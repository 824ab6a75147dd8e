use conceptweb_core::{Concept, ConceptGraph, NetworkVariant, build_network};
use conceptweb_render::config::NetworkConfig;
use conceptweb_render::model::RingTier;
use conceptweb_render::network::{
    arrow_alpha, arrow_width, bubble_radius, font_size, rank_concepts, ring_positions, text_color,
};
use conceptweb_render::{Error, LayoutOptions, layout_network};
use std::f64::consts::{PI, TAU};

fn close(a: f64, b: f64) -> bool {
    (a - b).abs() < 1e-9
}

fn graph_of(weights: &[(&str, u32)]) -> ConceptGraph {
    ConceptGraph::with_concepts(weights.iter().map(|(k, n)| Concept::new(*k, *n)))
}

#[test]
fn worked_example_radii_width_and_alpha() {
    let mut g = graph_of(&[("A", 100), ("B", 50), ("C", 10)]);
    g.insert_link("A", "B", 10);

    let layout = layout_network(&g, &LayoutOptions::default()).expect("layout ok");
    let node = |k: &str| layout.nodes.iter().find(|n| n.key == k).unwrap();
    assert!(close(node("A").radius, 1.1));
    assert!(close(node("B").radius, 0.7));

    assert_eq!(layout.arrows.len(), 1);
    let a = &layout.arrows[0];
    assert!(close(a.width, 4.0));
    assert!(close(a.alpha, 0.9));
    assert!(close(a.mutation_scale, 32.0));
}

#[test]
fn tiers_follow_rank_buckets() {
    let g = build_network(NetworkVariant::Final);
    let layout = layout_network(&g, &LayoutOptions::default()).unwrap();
    assert_eq!(layout.nodes.len(), 25);
    for n in &layout.nodes {
        let expected = match n.rank {
            0 => RingTier::Center,
            1..=6 => RingTier::Inner,
            7..=14 => RingTier::Middle,
            _ => RingTier::Outer,
        };
        assert_eq!(n.tier, expected, "{} at rank {}", n.key, n.rank);
    }
    let center = layout.nodes.iter().find(|n| n.tier == RingTier::Center).unwrap();
    assert_eq!(center.key, "probability_theory");
    assert!(close(center.center.x, 0.0) && close(center.center.y, 0.0));
}

#[test]
fn ring_members_are_evenly_spaced() {
    let cfg = NetworkConfig::default();
    let g = build_network(NetworkVariant::Final);
    let placements = ring_positions(&g, &cfg);

    for (tier, size, radius, offset) in [
        (RingTier::Inner, 6usize, 3.5, 0.0),
        (RingTier::Middle, 8, 6.5, PI / 8.0),
        (RingTier::Outer, 10, 9.5, 0.0),
    ] {
        let ring: Vec<_> = placements.iter().filter(|p| p.tier == tier).collect();
        assert_eq!(ring.len(), size, "{tier:?}");
        for p in &ring {
            assert_eq!(p.ring_size, size);
            let expected = offset + TAU * p.index_in_ring as f64 / size as f64;
            assert!(close(p.angle, expected));
            assert!(close(p.position.x.hypot(p.position.y), radius));
        }
        for pair in ring.windows(2) {
            assert!(close(pair[1].angle - pair[0].angle, TAU / size as f64));
        }
    }
}

#[test]
fn ranking_is_stable_for_ties() {
    let g = graph_of(&[("x", 5), ("y", 9), ("z", 5), ("w", 5)]);
    let keys: Vec<&str> = rank_concepts(&g).iter().map(|c| c.key.as_str()).collect();
    assert_eq!(keys, ["y", "x", "z", "w"]);
}

#[test]
fn arrows_start_and_end_outside_bubbles() {
    let g = build_network(NetworkVariant::Enhanced);
    let layout = layout_network(&g, &LayoutOptions::default()).unwrap();
    assert_eq!(layout.arrows.len(), g.link_count());

    for a in &layout.arrows {
        let from = layout.nodes.iter().find(|n| n.key == a.source).unwrap();
        let to = layout.nodes.iter().find(|n| n.key == a.target).unwrap();
        let ds = (a.start.x - from.center.x).hypot(a.start.y - from.center.y);
        let de = (a.end.x - to.center.x).hypot(a.end.y - to.center.y);
        assert!(ds >= from.radius - 1e-9, "{} -> {}", a.source, a.target);
        assert!(de >= to.radius - 1e-9, "{} -> {}", a.source, a.target);
        assert!(a.alpha > 0.4 && a.alpha <= 0.9 + 1e-9);
        assert!(a.width > 1.0 && a.width <= 4.0 + 1e-9);
    }
}

#[test]
fn font_size_is_clamped() {
    let cfg = NetworkConfig::default();
    assert!(close(font_size(379, 379, &cfg), 10.0));
    assert!(close(font_size(1, 379, &cfg), 8.0));
    let big = NetworkConfig {
        font_size_scale: 20.0,
        ..NetworkConfig::default()
    };
    assert!(close(font_size(379, 379, &big), 12.0));
}

#[test]
fn scale_helpers_match_the_worked_example() {
    let cfg = NetworkConfig::default();
    assert!(close(bubble_radius(100, 100, &cfg), 1.1));
    assert!(close(bubble_radius(50, 100, &cfg), 0.7));
    assert!(close(arrow_width(10, 10, &cfg), 4.0));
    assert!(close(arrow_alpha(10, 10, &cfg), 0.9));
    assert!(close(arrow_alpha(5, 10, &cfg), 0.65));
}

#[test]
fn text_color_contrasts_with_dark_fills() {
    let cfg = NetworkConfig::default();
    assert_eq!(text_color("#FF6B6B", &cfg), "white");
    assert_eq!(text_color("#85c1e9", &cfg), "white");
    assert_eq!(text_color("#FFEAA7", &cfg), "black");
}

#[test]
fn labels_break_on_underscores() {
    let g = build_network(NetworkVariant::Final);
    let layout = layout_network(&g, &LayoutOptions::default()).unwrap();
    let n = layout
        .nodes
        .iter()
        .find(|n| n.key == "extreme_value_theory")
        .unwrap();
    assert_eq!(n.label_lines, ["extreme", "value", "theory"]);
}

#[test]
fn empty_and_zero_weighted_graphs_are_rejected() {
    let err = layout_network(&ConceptGraph::new(), &LayoutOptions::default()).unwrap_err();
    assert!(matches!(err, Error::EmptyDataset { .. }));

    let g = graph_of(&[("a", 0), ("b", 0)]);
    let err = layout_network(&g, &LayoutOptions::default()).unwrap_err();
    assert!(matches!(err, Error::ZeroScale { .. }));

    let mut g = graph_of(&[("a", 3), ("b", 1)]);
    g.insert_link("a", "b", 0);
    let err = layout_network(&g, &LayoutOptions::default()).unwrap_err();
    assert!(matches!(err, Error::ZeroScale { .. }));
}

#[test]
fn graph_without_links_still_lays_out_nodes() {
    let g = graph_of(&[("solo", 4)]);
    let layout = layout_network(&g, &LayoutOptions::default()).unwrap();
    assert_eq!(layout.nodes.len(), 1);
    assert!(layout.arrows.is_empty());
    assert_eq!(layout.max_link_strength, None);
    assert!(layout.bounds.width() > 0.0);
}

#[test]
fn layout_serializes_to_json() {
    let g = build_network(NetworkVariant::Final);
    let layout = layout_network(&g, &LayoutOptions::default()).unwrap();
    let v = serde_json::to_value(&layout).unwrap();
    assert_eq!(v["nodes"][0]["tier"], "center");
    assert_eq!(v["arrows"].as_array().unwrap().len(), 66);
}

→ Task requirements:
Your response must repeat the entries above exactly, in full.

→ Finished task:
repository 824ab6a75147dd8e
use conceptweb_core::{Concept, ConceptGraph, NetworkVariant, build_network};
use conceptweb_render::config::NetworkConfig;
use conceptweb_render::model::RingTier;
use conceptweb_render::network::{
    arrow_alpha, arrow_width, bubble_radius, font_size, rank_concepts, ring_positions, text_color,
};
use conceptweb_render::{Error, LayoutOptions, layout_network};
use std::f64::consts::{PI, TAU};

fn close(a: f64, b: f64) -> bool {
    (a - b).abs() < 1e-9
}

fn graph_of(weights: &[(&str, u32)]) -> ConceptGraph {
    ConceptGraph::with_concepts(weights.iter().map(|(k, n)| Concept::new(*k, *n)))
}

#[test]
fn worked_example_radii_width_and_alpha() {
    let mut g = graph_of(&[("A", 100), ("B", 50), ("C", 10)]);
    g.insert_link("A", "B", 10);

    let layout = layout_network(&g, &LayoutOptions::default()).expect("layout ok");
    let node = |k: &str| layout.nodes.iter().find(|n| n.key == k).unwrap();
    assert!(close(node("A").radius, 1.1));
    assert!(close(node("B").radius, 0.7));

    assert_eq!(layout.arrows.len(), 1);
    let a = &layout.arrows[0];
    assert!(close(a.width, 4.0));
    assert!(close(a.alpha, 0.9));
    assert!(close(a.mutation_scale, 32.0));
}

#[test]
fn tiers_follow_rank_buckets() {
    let g = build_network(NetworkVariant::Final);
    let layout = layout_network(&g, &LayoutOptions::default()).unwrap();
    assert_eq!(layout.nodes.len(), 25);
    for n in &layout.nodes {
        let expected = match n.rank {
            0 => RingTier::Center,
            1..=6 => RingTier::Inner,
            7..=14 => RingTier::Middle,
            _ => RingTier::Outer,
        };
        assert_eq!(n.tier, expected, "{} at rank {}", n.key, n.rank);
    }
    let center = layout.nodes.iter().find(|n| n.tier == RingTier::Center).unwrap();
    assert_eq!(center.key, "probability_theory");
    assert!(close(center.center.x, 0.0) && close(center.center.y, 0.0));
}

#[test]
fn ring_members_are_evenly_spaced() {
    let cfg = NetworkConfig::default();
    let g = build_network(NetworkVariant::Final);
    let placements = ring_positions(&g, &cfg);

    for (tier, size, radius, offset) in [
        (RingTier::Inner, 6usize, 3.5, 0.0),
        (RingTier::Middle, 8, 6.5, PI / 8.0),
        (RingTier::Outer, 10, 9.5, 0.0),
    ] {
        let ring: Vec<_> = placements.iter().filter(|p| p.tier == tier).collect();
        assert_eq!(ring.len(), size, "{tier:?}");
        for p in &ring {
            assert_eq!(p.ring_size, size);
            let expected = offset + TAU * p.index_in_ring as f64 / size as f64;
            assert!(close(p.angle, expected));
            assert!(close(p.position.x.hypot(p.position.y), radius));
        }
        for pair in ring.windows(2) {
            assert!(close(pair[1].angle - pair[0].angle, TAU / size as f64));
        }
    }
}

#[test]
fn ranking_is_stable_for_ties() {
    let g = graph_of(&[("x", 5), ("y", 9), ("z", 5), ("w", 5)]);
    let keys: Vec<&str> = rank_concepts(&g).iter().map(|c| c.key.as_str()).collect();
    assert_eq!(keys, ["y", "x", "z", "w"]);
}

#[test]
fn arrows_start_and_end_outside_bubbles() {
    let g = build_network(NetworkVariant::Enhanced);
    let layout = layout_network(&g, &LayoutOptions::default()).unwrap();
    assert_eq!(layout.arrows.len(), g.link_count());

    for a in &layout.arrows {
        let from = layout.nodes.iter().find(|n| n.key == a.source).unwrap();
        let to = layout.nodes.iter().find(|n| n.key == a.target).unwrap();
        let ds = (a.start.x - from.center.x).hypot(a.start.y - from.center.y);
        let de = (a.end.x - to.center.x).hypot(a.end.y - to.center.y);
        assert!(ds >= from.radius - 1e-9, "{} -> {}", a.source, a.target);
        assert!(de >= to.radius - 1e-9, "{} -> {}", a.source, a.target);
        assert!(a.alpha > 0.4 && a.alpha <= 0.9 + 1e-9);
        assert!(a.width > 1.0 && a.width <= 4.0 + 1e-9);
    }
}

#[test]
fn font_size_is_clamped() {
    let cfg = NetworkConfig::default();
    assert!(close(font_size(379, 379, &cfg), 10.0));
    assert!(close(font_size(1, 379, &cfg), 8.0));
    let big = NetworkConfig {
        font_size_scale: 20.0,
        ..NetworkConfig::default()
    };
    assert!(close(font_size(379, 379, &big), 12.0));
}

#[test]
fn scale_helpers_match_the_worked_example() {
    let cfg = NetworkConfig::default();
    assert!(close(bubble_radius(100, 100, &cfg), 1.1));
    assert!(close(bubble_radius(50, 100, &cfg), 0.7));
    assert!(close(arrow_width(10, 10, &cfg), 4.0));
    assert!(close(arrow_alpha(10, 10, &cfg), 0.9));
    assert!(close(arrow_alpha(5, 10, &cfg), 0.65));
}

#[test]
fn text_color_contrasts_with_dark_fills() {
    let cfg = NetworkConfig::default();
    assert_eq!(text_color("#FF6B6B", &cfg), "white");
    assert_eq!(text_color("#85c1e9", &cfg), "white");
    assert_eq!(text_color("#FFEAA7", &cfg), "black");
}

#[test]
fn labels_break_on_underscores() {
    let g = build_network(NetworkVariant::Final);
    let layout = layout_network(&g, &LayoutOptions::default()).unwrap();
    let n = layout
        .nodes
        .iter()
        .find(|n| n.key == "extreme_value_theory")
        .unwrap();
    assert_eq!(n.label_lines, ["extreme", "value", "theory"]);
}

#[test]
fn empty_and_zero_weighted_graphs_are_rejected() {
    let err = layout_network(&ConceptGraph::new(), &LayoutOptions::default()).unwrap_err();
    assert!(matches!(err, Error::EmptyDataset { .. }));

    let g = graph_of(&[("a", 0), ("b", 0)]);
    let err = layout_network(&g, &LayoutOptions::default()).unwrap_err();
    assert!(matches!(err, Error::ZeroScale { .. }));

    let mut g = graph_of(&[("a", 3), ("b", 1)]);
    g.insert_link("a", "b", 0);
    let err = layout_network(&g, &LayoutOptions::default()).unwrap_err();
    assert!(matches!(err, Error::ZeroScale { .. }));
}

#[test]
fn graph_without_links_still_lays_out_nodes() {
    let g = graph_of(&[("solo", 4)]);
    let layout = layout_network(&g, &LayoutOptions::default()).unwrap();
    assert_eq!(layout.nodes.len(), 1);
    assert!(layout.arrows.is_empty());
    assert_eq!(layout.max_link_strength, None);
    assert!(layout.bounds.width() > 0.0);
}

#[test]
fn layout_serializes_to_json() {
    let g = build_network(NetworkVariant::Final);
    let layout = layout_network(&g, &LayoutOptions::default()).unwrap();
    let v = serde_json::to_value(&layout).unwrap();
    assert_eq!(v["nodes"][0]["tier"], "center");
    assert_eq!(v["arrows"].as_array().unwrap().len(), 66);
}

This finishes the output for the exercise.